DATA RECORDS:
........
//! Delta/rate engine.
//!
//! Turns two consecutive snapshots of monotonic kernel counters into
//! percentages and byte rates. Each subsystem implements [`RateSource`]:
//! it names its identity key, the counters it carries into the next tick,
//! and how to compute its output from the current sample plus the previous
//! counters. [`compute_all`] folds a whole list of samples against the
//! previous tick's counter map.
//!
//! Arithmetic never fails: counter decreases (reset or wrap) become a zero
//! delta, divisors are floored to 1, percentages are clamped to `0..=100`
//! and throughput to `0..=MAX_THROUGHPUT`.

pub mod cpu;
pub mod disk;
pub mod memory;
pub mod network;
pub mod process;

pub use cpu::{compute_cpu, CpuCounters, CpuUsage};
pub use disk::{compute_disk, DiskIoCounters, DiskIoRates, DiskUsage, MountUsage};
pub use memory::{compute_memory, MemoryUsage};
pub use network::{compute_network, InterfaceCounters, NetRates, NetworkUsage};
pub use process::{compute_processes, ProcessRow, SortKey};

use std::collections::BTreeMap;
use std::time::Duration;

use serde::{Deserialize, Serialize};

use crate::format::{format_percent, format_rate};

/// Throughput ceiling in bytes/sec (1 Tbit/s).
pub const MAX_THROUGHPUT: f64 = 125_000_000_000.0;

/// Interval assumed when the host forwards none.
pub const DEFAULT_INTERVAL: Duration = Duration::from_millis(1000);

/// What a [`RateResult`] measures.
#[derive(Debug, Clone, Copy, PartialEq, Eq, Serialize, Deserialize)]
#[serde(rename_all = "camelCase")]
pub enum RateKind {
    /// A percentage in `0..=100`.
    Percent,
    /// Bytes per second in `0..=MAX_THROUGHPUT`.
    BytesPerSec,
}

/// A clamped per-entity value with its display string.
#[derive(Debug, Clone, PartialEq, Serialize, Deserialize)]
pub struct RateResult {
    /// Entity name (core, interface, device, mount, PID).
    pub name: String,
    /// What `value` measures.
    pub kind: RateKind,
    /// Clamped value.
    pub value: f64,
    /// Formatted value (`" 42%"`, `"1.5 MB/s"`).
    pub display: String,
}

impl RateResult {
    /// A percentage, clamped to `0..=100` (NaN as 0).
    #[must_use]
    pub fn percent(name: impl Into<String>, value: f64) -> Self {
        let value = clamp_percent(value);
        Self { name: name.into(), kind: RateKind::Percent, value, display: format_percent(value) }
    }

    /// A throughput, clamped to `0..=MAX_THROUGHPUT` (NaN as 0).
    #[must_use]
    pub fn throughput(name: impl Into<String>, bytes_per_sec: f64) -> Self {
        let value = if bytes_per_sec.is_nan() { 0.0 } else { bytes_per_sec.clamp(0.0, MAX_THROUGHPUT) };
        Self { name: name.into(), kind: RateKind::BytesPerSec, value, display: format_rate(value) }
    }
}

/// Clamps to `0..=100`, mapping NaN to 0.
#[must_use]
pub fn clamp_percent(value: f64) -> f64 {
    if value.is_nan() {
        0.0
    } else {
        value.clamp(0.0, 100.0)
    }
}

/// Increase of a monotonic counter; a decrease (reset or wrap) counts as 0.
#[must_use]
pub fn counter_delta(previous: u64, current: u64) -> u64 {
    current.saturating_sub(previous)
}

/// Rate of a monotonic counter over `interval`, in units per second.
#[must_use]
pub fn counter_rate(previous: u64, current: u64, interval: Duration) -> f64 {
    counter_delta(previous, current) as f64 / interval_secs(interval)
}

/// Interval in seconds, floored at one millisecond.
#[must_use]
pub fn interval_secs(interval: Duration) -> f64 {
    interval.as_secs_f64().max(0.001)
}

/// Picks the tick interval: snapshot timestamps when both exist and move
/// forward, otherwise the host-forwarded interval.
#[must_use]
pub fn resolve_interval(current_ms: Option<u64>, previous_ms: Option<u64>, fallback: Duration) -> Duration {
    match (current_ms, previous_ms) {
        (Some(cur), Some(prev)) if cur > prev => Duration::from_millis(cur - prev),
        _ if fallback.is_zero() => DEFAULT_INTERVAL,
        _ => fallback,
    }
}

/// Per-tick scale factors shared by every [`RateSource`].
#[derive(Debug, Clone, Copy, PartialEq)]
pub struct RateContext {
    /// Time between the previous and current snapshot.
    pub interval: Duration,
    /// Clock ticks per second for process CPU times.
    pub ticks_per_second: u64,
    /// Logical cores, for normalizing process CPU time.
    pub core_count: usize,
    /// Physical memory, for process memory percentages.
    pub total_memory_bytes: u64,
}

impl RateContext {
    /// A context for `interval` with neutral scale factors.
    #[must_use]
    pub fn new(interval: Duration) -> Self {
        Self { interval, ticks_per_second: 100, core_count: 1, total_memory_bytes: 0 }
    }

    /// Sets the clock tick rate (floored at 1).
    #[must_use]
    pub fn ticks_per_second(mut self, ticks: u64) -> Self {
        self.ticks_per_second = ticks.max(1);
        self
    }

    /// Sets the core count (floored at 1).
    #[must_use]
    pub fn core_count(mut self, cores: usize) -> Self {
        self.core_count = cores.max(1);
        self
    }

    /// Sets total physical memory.
    #[must_use]
    pub fn total_memory(mut self, bytes: u64) -> Self {
        self.total_memory_bytes = bytes;
        self
    }

    /// The interval in seconds, floored at one millisecond.
    #[must_use]
    pub fn secs(&self) -> f64 {
        interval_secs(self.interval)
    }
}

/// A snapshot entry whose output depends on the previous tick's counters.
pub trait RateSource {
    /// Stable identity across ticks.
    type Key: Ord + Clone;
    /// What is carried into the next tick.
    type Counters: Clone;
    /// Computed result.
    type Output;

    /// Identity key used to match against the previous tick.
    fn key(&self) -> Self::Key;

    /// Counters to persist, or `None` if this entry carries none.
    fn counters(&self) -> Option<Self::Counters>;

    /// Computes the output; `previous` is `None` on the first sighting.
    fn compute_rate(&self, previous: Option<&Self::Counters>, ctx: &RateContext) -> Self::Output;
}

/// Computes every entry against `previous` and collects the next counters.
///
/// Entries missing from `current` are forgotten; new entries get their
/// first-sighting output.
pub fn compute_all<S: RateSource>(
    current: &[S],
    previous: &BTreeMap<S::Key, S::Counters>,
    ctx: &RateContext,
) -> (Vec<S::Output>, BTreeMap<S::Key, S::Counters>) {
    let mut outputs = Vec::with_capacity(current.len());
    let mut next = BTreeMap::new();

    for entry in current {
        let key = entry.key();
        outputs.push(entry.compute_rate(previous.get(&key), ctx));
        if let Some(counters) = entry.counters() {
            next.insert(key, counters);
        }
    }

    (outputs, next)
}

#[cfg(test)]
mod tests {
    use super::*;
    use approx::assert_relative_eq;

    #[test]
    fn test_percent_clamped() {
        assert_eq!(RateResult::percent("x", 150.0).value, 100.0);
        assert_eq!(RateResult::percent("x", -5.0).value, 0.0);
        assert_eq!(RateResult::percent("x", f64::NAN).value, 0.0);
        assert_eq!(RateResult::percent("x", 42.7).display, " 42%");
    }

    #[test]
    fn test_throughput_clamped_and_formatted() {
        let r = RateResult::throughput("eth0", 250.0);
        assert_eq!(r.kind, RateKind::BytesPerSec);
        assert_eq!(r.display, "250.0 B/s");
        assert_eq!(RateResult::throughput("x", -1.0).value, 0.0);
        assert_eq!(RateResult::throughput("x", f64::INFINITY).value, MAX_THROUGHPUT);
    }

    #[test]
    fn test_counter_delta_reset_is_zero() {
        assert_eq!(counter_delta(100, 250), 150);
        assert_eq!(counter_delta(u64::MAX - 10, 5), 0);
        assert_eq!(counter_delta(500, 500), 0);
    }

    #[test]
    fn test_counter_rate() {
        let rate = counter_rate(1000, 1_000_500, Duration::from_secs(2));
        assert_relative_eq!(rate, 499_750.0);
        assert_eq!(counter_rate(10, 5, Duration::from_secs(1)), 0.0);
        // Zero interval does not divide by zero
        assert!(counter_rate(0, 1, Duration::ZERO).is_finite());
    }

    #[test]
    fn test_resolve_interval() {
        let fallback = Duration::from_millis(1500);
        assert_eq!(resolve_interval(Some(3000), Some(1000), fallback), Duration::from_secs(2));
        assert_eq!(resolve_interval(Some(1000), Some(3000), fallback), fallback);
        assert_eq!(resolve_interval(None, Some(3000), fallback), fallback);
        assert_eq!(resolve_interval(None, None, Duration::ZERO), DEFAULT_INTERVAL);
    }

    #[test]
    fn test_context_floors() {
        let ctx = RateContext::new(Duration::ZERO).ticks_per_second(0).core_count(0);
        assert_eq!(ctx.ticks_per_second, 1);
        assert_eq!(ctx.core_count, 1);
        assert!(ctx.secs() > 0.0);
    }
}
........
WHAT TO DO:
Scan the material above for lines that contain the string "percentages", and copy each such line.

TASK SOLUTION:
//! percentages and byte rates. Each subsystem implements [`RateSource`]:
//! delta, divisors are floored to 1, percentages are clamped to `0..=100`
    /// Physical memory, for process memory percentages.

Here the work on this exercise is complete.